La configuration
quasi circulaire, avec la plate-forme centrale sur laquelle se tiennent
les surveillants et les murs de verre, rappelle le panopticon de Bentham
dont parle le philosophe. Le but de cette construction était de voir
tous les détenus à partir d’un seul endroit. Or, que nous dit le narrateur
dès le premier épisode ?
« In Oz,
the guards lock the cages and walk away and the predators rise, take
control, and make the rules. In Em City, the guards are with us twenty
four hours a day. There’s no privacy. Everybody sees what everybody’s
doing. Eyes everywhere. Mac Manus’ eyes. »
D’autre
part, il ne faut pas oublier que ce projet de prison idéale est le rêve
d’un homme qui veut changer le cours des choses et, comme le rappelle
Michel Foucault,
« parmi
toutes les raisons du prestige qui fut accordé, dans la seconde moitié
du XVIIIème siècle, aux architectures circulaires, il faut sans doute
compter celle-ci : elles exprimaient une certaine utopie politique.
»
L’utopie
se manifeste également dans l’autogestion de Emerald City : ce sont
les prisonniers qui font la cuisine, le ménage, les cours... Cette organisation
nécessite une discipline, stigmatisée dans l’épisode I, 1 par l’emploi
du mot « routine », qui est à la base de tout système coercitif :
« La discipline
fabrique ainsi des corps soumis et exercés, des corps "dociles". La
discipline majore les forces du corps (en termes économiques d’utilité)

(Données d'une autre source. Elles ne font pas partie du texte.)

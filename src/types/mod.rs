use serde::{Deserialize, Serialize};
use std::path::PathBuf;

/// Source span in line/column coordinates.
#[derive(Debug, Clone, Copy, PartialEq, Eq, Serialize, Deserialize)]
pub struct Range {
    pub start_line: u32,
    pub start_column: u16,
    pub end_line: u32,
    pub end_column: u16,
}

/// Where a symbol lives: the owning file plus its span.
#[derive(Debug, Clone, PartialEq, Eq, Serialize, Deserialize)]
pub struct Location {
    pub file: PathBuf,
    pub range: Range,
}

/// Kinds of symbols the TypeScript/JavaScript extractor produces.
#[derive(Debug, Clone, Copy, PartialEq, Eq, Hash, Serialize, Deserialize)]
pub enum SymbolKind {
    Function,
    Class,
    Method,
    Interface,
    Enum,
    Variable,
    Constant,
    Property,
    TypeAlias,
    Module,
}

impl Range {
    pub fn new(start_line: u32, start_column: u16, end_line: u32, end_column: u16) -> Self {
        Self {
            start_line,
            start_column,
            end_line,
            end_column,
        }
    }

    pub fn contains(&self, line: u32, column: u16) -> bool {
        if line < self.start_line || line > self.end_line {
            return false;
        }

        if line == self.start_line && column < self.start_column {
            return false;
        }

        if line == self.end_line && column > self.end_column {
            return false;
        }

        true
    }
}

impl Location {
    pub fn new(file: impl Into<PathBuf>, range: Range) -> Self {
        Self {
            file: file.into(),
            range,
        }
    }
}

pub type CompactString = Box<str>;

pub fn compact_string(s: &str) -> CompactString {
    s.into()
}

#[cfg(test)]
mod tests {
    use super::*;

    #[test]
    fn test_range_creation() {
        let range = Range::new(10, 5, 15, 20);
        assert_eq!(range.start_line, 10);
        assert_eq!(range.start_column, 5);
        assert_eq!(range.end_line, 15);
        assert_eq!(range.end_column, 20);
    }

    #[test]
    fn test_range_contains() {
        let range = Range::new(10, 5, 15, 20);

        // Inside range
        assert!(range.contains(12, 10));
        assert!(range.contains(10, 5)); // Start position
        assert!(range.contains(15, 20)); // End position

        // Outside range
        assert!(!range.contains(9, 10)); // Before start line
        assert!(!range.contains(16, 10)); // After end line
        assert!(!range.contains(10, 4)); // Before start column
        assert!(!range.contains(15, 21)); // After end column
    }

    #[test]
    fn test_location() {
        let loc = Location::new("src/user.ts", Range::new(1, 0, 3, 1));
        assert_eq!(loc.file, PathBuf::from("src/user.ts"));
        assert_eq!(loc.range.start_line, 1);
    }

    #[test]
    fn test_symbol_kind_variants() {
        // Just ensure all variants exist and can be created
        let kinds = vec![
            SymbolKind::Function,
            SymbolKind::Class,
            SymbolKind::Method,
            SymbolKind::Interface,
            SymbolKind::Enum,
            SymbolKind::Variable,
            SymbolKind::Constant,
            SymbolKind::Property,
            SymbolKind::TypeAlias,
            SymbolKind::Module,
        ];

        assert_eq!(kinds.len(), 10);
    }

    #[test]
    fn test_compact_string() {
        let s = compact_string("UserService.getUser");
        assert_eq!(&*s, "UserService.getUser");
    }
}
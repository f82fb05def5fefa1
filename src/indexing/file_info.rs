//! Content hashing and timestamps for indexed files
//!
//! Hashes let callers detect unchanged content before re-adding a file to
//! the index.

use sha2::{Digest, Sha256};
use std::time::{SystemTime, UNIX_EPOCH};

/// SHA-256 digest of `bytes` as 64 lowercase hex characters
pub fn sha256_hex(bytes: &[u8]) -> String {
    let mut hasher = Sha256::new();
    hasher.update(bytes);
    format!("{:x}", hasher.finalize())
}

/// Current UTC timestamp in milliseconds since UNIX_EPOCH
pub fn timestamp_millis() -> u64 {
    SystemTime::now()
        .duration_since(UNIX_EPOCH)
        .expect("System time before UNIX_EPOCH")
        .as_millis() as u64
}
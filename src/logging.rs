//! Unified logging for debug output.
//!
//! Provides compact timestamped logging with per-module level configuration.
//! Supports `RUST_LOG` environment variable for runtime overrides.
//!
//! # Configuration
//!
//! ```toml
//! [logging]
//! default = "warn"  # quiet by default
//!
//! [logging.modules]
//! scanner = "debug" # enable scanner debug logs
//! ```
//!
//! # Environment Variable
//!
//! `RUST_LOG` takes precedence over config:
//! ```bash
//! RUST_LOG=debug my-tool index
//! RUST_LOG=scanner=debug,pool=trace my-tool index
//! ```

use std::sync::Once;
use tracing_subscriber::fmt::time::FormatTime;
use tracing_subscriber::layer::SubscriberExt;
use tracing_subscriber::util::SubscriberInitExt;
use tracing_subscriber::{EnvFilter, Layer};

use crate::config::LoggingConfig;

static INIT: Once = Once::new();

/// Compact time format: HH:MM:SS.mmm
struct CompactTime;

impl FormatTime for CompactTime {
    fn format_time(&self, w: &mut tracing_subscriber::fmt::format::Writer<'_>) -> std::fmt::Result {
        write!(w, "{}", chrono::Local::now().format("%H:%M:%S%.3f"))
    }
}

/// Initialize logging with configuration.
///
/// Call once at startup. Safe to call multiple times (only first call takes effect).
///
/// Log levels control visibility:
/// - `error` - errors only (quietest)
/// - `warn` - errors + warnings (default, quiet operation)
/// - `info` - normal operation logs
/// - `debug` - detailed debugging
/// - `trace` - everything
///
/// The `RUST_LOG` environment variable takes precedence over config settings.
pub fn init_with_config(config: &LoggingConfig) {
    INIT.call_once(|| {
        // RUST_LOG env var takes precedence over config
        let filter = if std::env::var("RUST_LOG").is_ok() {
            EnvFilter::from_default_env()
        } else {
            // Build filter string from config
            let mut filter_str = config.default.clone();
            for (module, level) in &config.modules {
                filter_str.push_str(&format!(",{module}={level}"));
            }
            EnvFilter::new(&filter_str)
        };

        let fmt_layer = tracing_subscriber::fmt::layer()
            .with_target(true) // Show target for filtering visibility
            .with_timer(CompactTime)
            .with_level(true)
            .with_filter(filter);

        tracing_subscriber::registry().with(fmt_layer).init();
    });
}
//! Skill comparison: classifies each required skill as matched, partial or
//! missing against a candidate's skills and derives a 0–100 match percentage.
//!
//! Algorithm:
//! 1. Variation sets are computed once per candidate skill.
//! 2. For each required skill, in input order:
//!    - any candidate variation equals a required variation → matched
//!    - else any candidate variation is a substring of (or contains) the
//!      required skill's normalized form → partial (half credit)
//!    - else → missing
//! 3. match_percentage = round((matched + 0.5 × partial) / total × 100)
//!
//! The substring fallback catches "React" vs "React Native" but also lets
//! short tokens over-match ("go" inside "mongodb").

use std::collections::HashSet;

use serde::{Deserialize, Serialize};

use crate::matching::skills::{get_variations, normalize_skill};

/// Per-skill breakdown of a candidate vs job comparison.
#[derive(Debug, Clone, Default, PartialEq, Serialize, Deserialize)]
pub struct SkillComparison {
    pub matched: Vec<String>,
    pub partial: Vec<String>,
    pub missing: Vec<String>,
    pub match_percentage: u32, // 0 – 100
    pub total: usize,
}

/// Skills that normalize to nothing (e.g. "!!!") never match: such a candidate
/// skill is ignored and such a required skill is always missing.
pub fn compare_skills(candidate_skills: &[String], required_skills: &[String]) -> SkillComparison {
    if candidate_skills.is_empty() || required_skills.is_empty() {
        return SkillComparison {
            missing: required_skills.to_vec(),
            total: required_skills.len(),
            ..Default::default()
        };
    }

    // Empty normalized forms would be a substring of everything.
    let candidate_variations: Vec<HashSet<String>> = candidate_skills
        .iter()
        .map(|skill| get_variations(skill))
        .filter(|variations| !variations.contains(""))
        .collect();

    let mut matched = Vec::new();
    let mut partial = Vec::new();
    let mut missing = Vec::new();

    for required in required_skills {
        let required_normalized = normalize_skill(required);
        if required_normalized.is_empty() {
            missing.push(required.clone());
            continue;
        }
        let required_variations = get_variations(required);

        let is_match = candidate_variations
            .iter()
            .any(|cv| !cv.is_disjoint(&required_variations));

        if is_match {
            matched.push(required.clone());
            continue;
        }

        let is_partial = candidate_variations.iter().flatten().any(|variation| {
            required_normalized.contains(variation.as_str())
                || variation.contains(required_normalized.as_str())
        });

        if is_partial {
            partial.push(required.clone());
        } else {
            missing.push(required.clone());
        }
    }

    let total = required_skills.len();
    let match_percentage =
        compute_match_percentage(matched.len(), partial.len(), total);

    SkillComparison {
        matched,
        partial,
        missing,
        match_percentage,
        total,
    }
}

/// Partial matches earn half credit. Rounds half up.
fn compute_match_percentage(matched: usize, partial: usize, total: usize) -> u32 {
    if total == 0 {
        return 0;
    }
    let credit = matched as f64 + partial as f64 * 0.5;
    ((credit / total as f64) * 100.0).round() as u32
}
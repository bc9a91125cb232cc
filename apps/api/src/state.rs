use std::sync::Arc;

use crate::config::Config;
use crate::embedding_client::EmbeddingProvider;
use crate::matching::ranking::MatchProviders;
use crate::vector_store::VectorStore;

/// Shared application state injected into all route handlers via Axum extractors.
#[derive(Clone)]
pub struct AppState {
    pub config: Config,
    /// None when OPENAI_API_KEY is unset; ranking falls back to mock scores.
    pub embedder: Option<Arc<dyn EmbeddingProvider>>,
    /// None when Pinecone is not configured; stored CV embeddings are skipped.
    pub vector_store: Option<Arc<dyn VectorStore>>,
}

impl AppState {
    pub fn providers(&self) -> MatchProviders<'_> {
        MatchProviders {
            embedder: self.embedder.as_deref(),
            vector_store: self.vector_store.as_deref(),
            concurrency: self.config.embedding_concurrency,
        }
    }

    /// Label reported by /health.
    pub fn semantic_mode(&self) -> &'static str {
        if self.embedder.is_some() {
            "embedding"
        } else {
            "mock"
        }
    }
}
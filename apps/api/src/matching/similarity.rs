/// Cosine similarity of two embedding vectors.
///
/// Returns 0.0 when either vector is empty, has zero magnitude, or the
/// dimensions disagree, so a failed embedding never leaks NaN into ranking.
pub fn cosine_similarity(a: &[f32], b: &[f32]) -> f64 {
    if a.is_empty() || b.is_empty() || a.len() != b.len() {
        return 0.0;
    }

    let mut dot = 0.0_f64;
    let mut norm_a = 0.0_f64;
    let mut norm_b = 0.0_f64;
    for (x, y) in a.iter().zip(b) {
        let (x, y) = (*x as f64, *y as f64);
        dot += x * y;
        norm_a += x * x;
        norm_b += y * y;
    }

    let magnitude = norm_a.sqrt() * norm_b.sqrt();
    if magnitude == 0.0 {
        return 0.0;
    }
    dot / magnitude
}

/// Linear interpolation between a keyword score and a semantic score:
/// `(1 - weight) * keyword + weight * semantic`.
///
/// Both scores must be on the same scale. `weight` is not clamped.
pub fn blend_scores(keyword_score: f64, semantic_score: f64, weight: f64) -> f64 {
    (1.0 - weight) * keyword_score + weight * semantic_score
}
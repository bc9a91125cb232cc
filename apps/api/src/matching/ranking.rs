//! Job ranking: skill comparison per job, a semantic signal from the best
//! available source, blended into one final score.
//!
//! Semantic source preference:
//! 1. stored CV embedding (needs provider, store, user_id and cv_id)
//! 2. embedded search query (needs provider and a query)
//! 3. keyword-overlap mock on the query
//! 4. none: keyword score only
//!
//! Any failure along the way falls through to the next source.

use serde::{Deserialize, Serialize};
use tracing::{debug, info};
use uuid::Uuid;

use crate::embedding_client::EmbeddingProvider;
use crate::matching::comparison::{compare_skills, SkillComparison};
use crate::matching::extraction::extract_skills_from_description;
use crate::matching::gap_analysis::GapAnalysis;
use crate::matching::semantic::{
    compute_semantic_scores, embed_search_query, get_cv_embedding, mock_semantic_scores,
    SemanticScore,
};
use crate::matching::similarity::blend_scores;
use crate::models::job::JobPosting;
use crate::vector_store::VectorStore;

#[derive(Debug, Clone, Deserialize)]
pub struct RankRequest {
    #[serde(default)]
    pub user_id: Option<Uuid>,
    #[serde(default)]
    pub cv_id: Option<String>,
    #[serde(default)]
    pub candidate_skills: Vec<String>,
    #[serde(default)]
    pub query: Option<String>,
    pub jobs: Vec<JobPosting>,
    /// Overrides the configured blend weight. Must be within [0, 1].
    #[serde(default)]
    pub semantic_weight: Option<f64>,
}

/// Where the semantic half of the final score came from.
#[derive(Debug, Clone, Copy, PartialEq, Eq, Serialize, Deserialize)]
#[serde(rename_all = "snake_case")]
pub enum SemanticSource {
    CvEmbedding,
    QueryEmbedding,
    Mock,
    None,
}

#[derive(Debug, Clone, Serialize, Deserialize)]
pub struct RankedJob {
    pub job_id: String,
    pub title: Option<String>,
    pub keyword_score: u32,   // 0 – 100
    pub semantic_score: f64,  // 0.0 – 1.0
    pub final_score: f64,     // 0.0 – 100.0 for weights in [0, 1]
    pub skills: SkillComparison,
    pub gap_analysis: GapAnalysis,
}

#[derive(Debug, Clone, Serialize, Deserialize)]
pub struct RankingOutcome {
    pub results: Vec<RankedJob>,
    pub semantic_source: SemanticSource,
    pub semantic_weight: f64,
}

/// External collaborators available to the ranking pipeline.
#[derive(Clone, Copy)]
pub struct MatchProviders<'a> {
    pub embedder: Option<&'a dyn EmbeddingProvider>,
    pub vector_store: Option<&'a dyn VectorStore>,
    pub concurrency: usize,
}

/// Skills a job requires: its gap analysis, then its explicit list, then
/// whatever the description prefilter finds.
pub fn required_skills_for(job: &JobPosting) -> Vec<String> {
    if let Some(gap) = &job.gap_analysis {
        if !gap.required_skills.is_empty() {
            return gap.required_skills.clone();
        }
    }
    if !job.required_skills.is_empty() {
        return job.required_skills.clone();
    }
    extract_skills_from_description(job.description.as_deref())
}

pub async fn rank_jobs(
    request: &RankRequest,
    default_weight: f64,
    providers: MatchProviders<'_>,
) -> RankingOutcome {
    let (semantic_source, semantic_scores) = score_semantics(request, providers).await;

    let semantic_weight = match semantic_source {
        SemanticSource::None => 0.0,
        _ => request.semantic_weight.unwrap_or(default_weight),
    };

    let mut results: Vec<RankedJob> = request
        .jobs
        .iter()
        .enumerate()
        .map(|(i, job)| {
            let required = required_skills_for(job);
            let skills = compare_skills(&request.candidate_skills, &required);
            let semantic_score = semantic_scores.get(i).map(|s| s.score).unwrap_or(0.0);
            let final_score = blend_scores(
                skills.match_percentage as f64,
                semantic_score * 100.0,
                semantic_weight,
            );
            let nice_to_have = job
                .gap_analysis
                .as_ref()
                .map(|g| g.nice_to_have_skills.clone())
                .unwrap_or_default();

            RankedJob {
                job_id: job.id.clone(),
                title: job.title.clone(),
                keyword_score: skills.match_percentage,
                semantic_score,
                final_score,
                gap_analysis: GapAnalysis::from_comparison(&required, &skills, nice_to_have),
                skills,
            }
        })
        .collect();

    // Stable: equal scores keep input order.
    results.sort_by(|a, b| b.final_score.total_cmp(&a.final_score));

    info!(
        "Ranked {} jobs (semantic source: {:?}, weight: {})",
        results.len(),
        semantic_source,
        semantic_weight
    );

    RankingOutcome {
        results,
        semantic_source,
        semantic_weight,
    }
}

async fn score_semantics(
    request: &RankRequest,
    providers: MatchProviders<'_>,
) -> (SemanticSource, Vec<SemanticScore>) {
    let query = request
        .query
        .as_deref()
        .map(str::trim)
        .filter(|q| !q.is_empty());

    if let Some(embedder) = providers.embedder {
        if let (Some(user_id), Some(cv_id)) = (request.user_id, request.cv_id.as_deref()) {
            if let Some(cv_embedding) =
                get_cv_embedding(providers.vector_store, user_id, cv_id).await
            {
                let scores = compute_semantic_scores(
                    embedder,
                    &cv_embedding,
                    &request.jobs,
                    providers.concurrency,
                )
                .await;
                return (SemanticSource::CvEmbedding, scores);
            }
        }

        if let Some(query) = query {
            if let Some(query_embedding) = embed_search_query(embedder, query).await {
                let scores = compute_semantic_scores(
                    embedder,
                    &query_embedding,
                    &request.jobs,
                    providers.concurrency,
                )
                .await;
                return (SemanticSource::QueryEmbedding, scores);
            }
        }
    }

    match query {
        Some(query) => {
            debug!("Falling back to mock semantic scores");
            (SemanticSource::Mock, mock_semantic_scores(&request.jobs, query))
        }
        None => (SemanticSource::None, Vec::new()),
    }
}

et diminue ces mêmes forces (en termes politiques d’obéissance). D’un
mot, elle dissocie le pouvoir du corps ; elle en fait d’une part une
"aptitude", une "capacité" qu’elle cherche à augmenter ; et elle inverse
d’autre part l’énergie, la puissance qui pourrait en résulter, et elle
en fait un rapport de sujétion stricte. Si l’exploitation économique
sépare la force et le produit du travail, disons que la coercition disciplinaire
établit dans le corps le lien contraignant entre une aptitude majorée
et une domination accrue. »
Cette majoration
de l’aptitude se voit bien dans le traitement du rôle d’Augustus Hill
qui, bien que handicapé, n’a aucun traitement de faveur par rapport
aux autres détenus : il travaille de la même façon qu’eux à l’usine
de confection (épisode I, 1). C’est au regard de ce système coercitif
qu’on peut interpréter les parois de verre :
« L’exercice
de la discipline suppose un dispositif qui contraigne par le jeu du
regard ; un appareil où les techniques qui permettent de voir induisent
des effets de pouvoir, et où, en retour, les moyens de coercition rendent
clairement visibles ceux sur qui ils s’appliquent. »
Qu’on rapproche
cette citation de Michel Foucault et celle d’Augustus Hill supra, et
l’on voit l’importance que revêt le regard dans ce système, rappelant
le célèbre « Big Brother is watching you. » Par rapport à toutes ces
analyses, le téléspectateur est amené à se demander quelles sont les
réelles motivations de Tim Mac Manus. En effet, ce dernier assure qu’il
veut changer le cours des choses et amener les détenus à pouvoir vivre
correctement dehors et à sortir de la spirale qui fait que, dans une
très grande majorité, les gens reviennent en prison. Il avoue à Kareem
Said avoir été traumatisé dans sa jeunesse par les émeutes d’Attica,
en 1971. Après celles-ci, « le débat pénal aux Etats-Unis tournait autour
de la « décarcération » et des peines de substitution » (Loïc Wacquant).Or,
le système qu’il met en place empêche les détenus d'avoir une vie privée
et ne les responsabilise pas vraiment. Le téléspectateur qui a mené
cette réflexion prévoit l’émeute qui a lieu à la fin de la première
saison et, après celle-ci, continue à réfléchir sur la politique pénitentiaire
et les moyens de remédier réellement à la récidive.